Cuba : la peur, l’exil et l’entre-deux
Jacobo Machover
Entre la peur et l’exil, Cuba est un pays écartelé. Parmi les exilés, certains intellectuels sont devenus les porte-parole d’une opposition réduite à néant à l’intérieur de l’île, divisée et discréditée en dehors. Leur parcours est souvent exemplaire. Petit à petit, l’exil cubain a été réduit à jouer le rôle d’un lobby influent, certes, mais sans réelle autonomie, toujours dépendant des aléas de la politique américaine. Malgré la chute du mur de Berlin, Fidel Castro demeure, porté à bout de bras par une solidarité militante envers le dernier dinosaure de la guerre froide et, surtout, par une répression sans pitié vis-à-vis de l’opposition interne et de l’exil. Par-delà les enjeux internationaux, apparaissent les contradictions, les déroutes, les souffrances, mais aussi les espoirs de cet exil apparemment condamné pour l’éternité.

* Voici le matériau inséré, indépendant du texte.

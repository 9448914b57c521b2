// ABOUTME: OpenAI-compatible Chat Completions adapter implementing the LlmClient trait.
// ABOUTME: Serves both OpenAI and Groq, which expose the same API under different base URLs.

use async_trait::async_trait;
use serde_json::{Value, json};

use crate::llm::{LlmClient, LlmError, LlmRequest, LlmResponse, ToolCall, ToolChoice};

pub const OPENAI_BASE_URL: &str = "https://api.openai.com";
pub const GROQ_BASE_URL: &str = "https://api.groq.com/openai";
const MAX_TOKENS: u32 = 4096;

/// Chat Completions client. Calls `{base_url}/v1/chat/completions` with
/// function definitions and maps `tool_calls` back to ToolCalls.
pub struct OpenAiClient {
    client: reqwest::Client,
    provider: &'static str,
    api_key: String,
    base_url: String,
    model: String,
}

impl OpenAiClient {
    /// Create a client with explicit configuration. `provider` is the name
    /// reported in logs ("openai" or "groq").
    pub fn new(provider: &'static str, api_key: String, base_url: String, model: String) -> Self {
        Self {
            client: reqwest::Client::new(),
            provider,
            api_key,
            base_url: base_url.trim_end_matches('/').to_string(),
            model,
        }
    }

    /// Build the JSON request body for the Chat Completions API.
    pub fn build_request_body(&self, request: &LlmRequest) -> Value {
        let messages: Vec<Value> = request
            .messages
            .iter()
            .map(|msg| {
                let mut value = json!({
                    "role": msg.role.as_str(),
                    "content": msg.content
                });
                if let Some(name) = &msg.name {
                    value["name"] = json!(name);
                }
                value
            })
            .collect();

        let mut body = json!({
            "model": self.model,
            "temperature": 0,
            "max_tokens": MAX_TOKENS,
            "messages": messages
        });

        if !request.tools.is_empty() {
            let tools: Vec<Value> = request
                .tools
                .iter()
                .map(|tool| {
                    json!({
                        "type": "function",
                        "function": {
                            "name": tool.name,
                            "description": tool.description,
                            "parameters": tool.parameters
                        }
                    })
                })
                .collect();
            body["tools"] = json!(tools);
            body["tool_choice"] = match &request.tool_choice {
                ToolChoice::Auto => json!("auto"),
                ToolChoice::Required(name) => json!({
                    "type": "function",
                    "function": { "name": name }
                }),
            };
        }

        body
    }

    /// Parse a Chat Completions response body.
    pub fn parse_response(response_body: &Value) -> Result<LlmResponse, LlmError> {
        let choice = response_body
            .get("choices")
            .and_then(|c| c.as_array())
            .ok_or_else(|| LlmError::InvalidResponse("missing choices array in response".to_string()))?
            .first()
            .ok_or_else(|| LlmError::InvalidResponse("empty choices array".to_string()))?;

        let message = choice
            .get("message")
            .ok_or_else(|| LlmError::InvalidResponse("missing message in choice".to_string()))?;

        let text = message
            .get("content")
            .and_then(|c| c.as_str())
            .unwrap_or("")
            .to_string();

        let tool_calls = message
            .get("tool_calls")
            .and_then(|t| t.as_array())
            .map(|calls| calls.iter().map(parse_tool_call).collect::<Result<Vec<_>, _>>())
            .transpose()?
            .unwrap_or_default();

        Ok(LlmResponse { text, tool_calls })
    }
}

fn parse_tool_call(tool_call: &Value) -> Result<ToolCall, LlmError> {
    let function = tool_call
        .get("function")
        .ok_or_else(|| LlmError::InvalidResponse("tool_call missing function".to_string()))?;

    let name = function
        .get("name")
        .and_then(|n| n.as_str())
        .ok_or_else(|| LlmError::InvalidResponse("function missing name".to_string()))?
        .to_string();

    let id = tool_call
        .get("id")
        .and_then(|i| i.as_str())
        .unwrap_or_default()
        .to_string();

    let arguments = match function.get("arguments") {
        Some(Value::String(raw)) => {
            serde_json::from_str(raw).unwrap_or_else(|_| Value::String(raw.clone()))
        }
        Some(other) => other.clone(),
        None => json!({}),
    };

    Ok(ToolCall { id, name, arguments })
}

#[async_trait]
impl LlmClient for OpenAiClient {
    async fn complete(&self, request: &LlmRequest) -> Result<LlmResponse, LlmError> {
        let body = self.build_request_body(request);
        let url = format!("{}/v1/chat/completions", self.base_url);

        let response = self
            .client
            .post(&url)
            .header("Authorization", format!("Bearer {}", self.api_key))
            .header("Content-Type", "application/json")
            .json(&body)
            .send()
            .await
            .map_err(|e| LlmError::ProviderError(format!("HTTP request failed: {}", e)))?;

        let status = response.status();

        if status == reqwest::StatusCode::TOO_MANY_REQUESTS {
            return Err(LlmError::RateLimited);
        }

        if status == reqwest::StatusCode::UNAUTHORIZED {
            return Err(LlmError::ProviderError(format!(
                "Unauthorized: check the {} API key",
                self.provider
            )));
        }

        if status.is_server_error() {
            return Err(LlmError::ProviderError(format!("Server error: {}", status)));
        }

        if !status.is_success() {
            let error_body = response.text().await.unwrap_or_default();
            if error_body.contains("context_length_exceeded") {
                return Err(LlmError::ContextTooLarge);
            }
            return Err(LlmError::ProviderError(format!(
                "API error {}: {}",
                status, error_body
            )));
        }

        let response_body: Value = response
            .json()
            .await
            .map_err(|e| LlmError::InvalidResponse(format!("failed to parse JSON: {}", e)))?;

        Self::parse_response(&response_body)
    }

    fn provider_name(&self) -> &str {
        self.provider
    }

    fn model_name(&self) -> &str {
        &self.model
    }
}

Cuba is torn between fear and exile. Among the exiles, some intellectuals have become the spokesmen of a very shy opposition inside and a discredited one outside the island. The evolution of these intellectuals is often exemplary and the role they play has been downgraded to a lobby of a certain influence but without a real autonomy especially regarding to US foreign policy. Thanks to the solidarity of some and the repression of the opposition, Fidel Castro, the « cold war dinosaur », remains in power. Beyond the international issues his article discusses the sufferance but also the hopes of this apparently everlasting exile.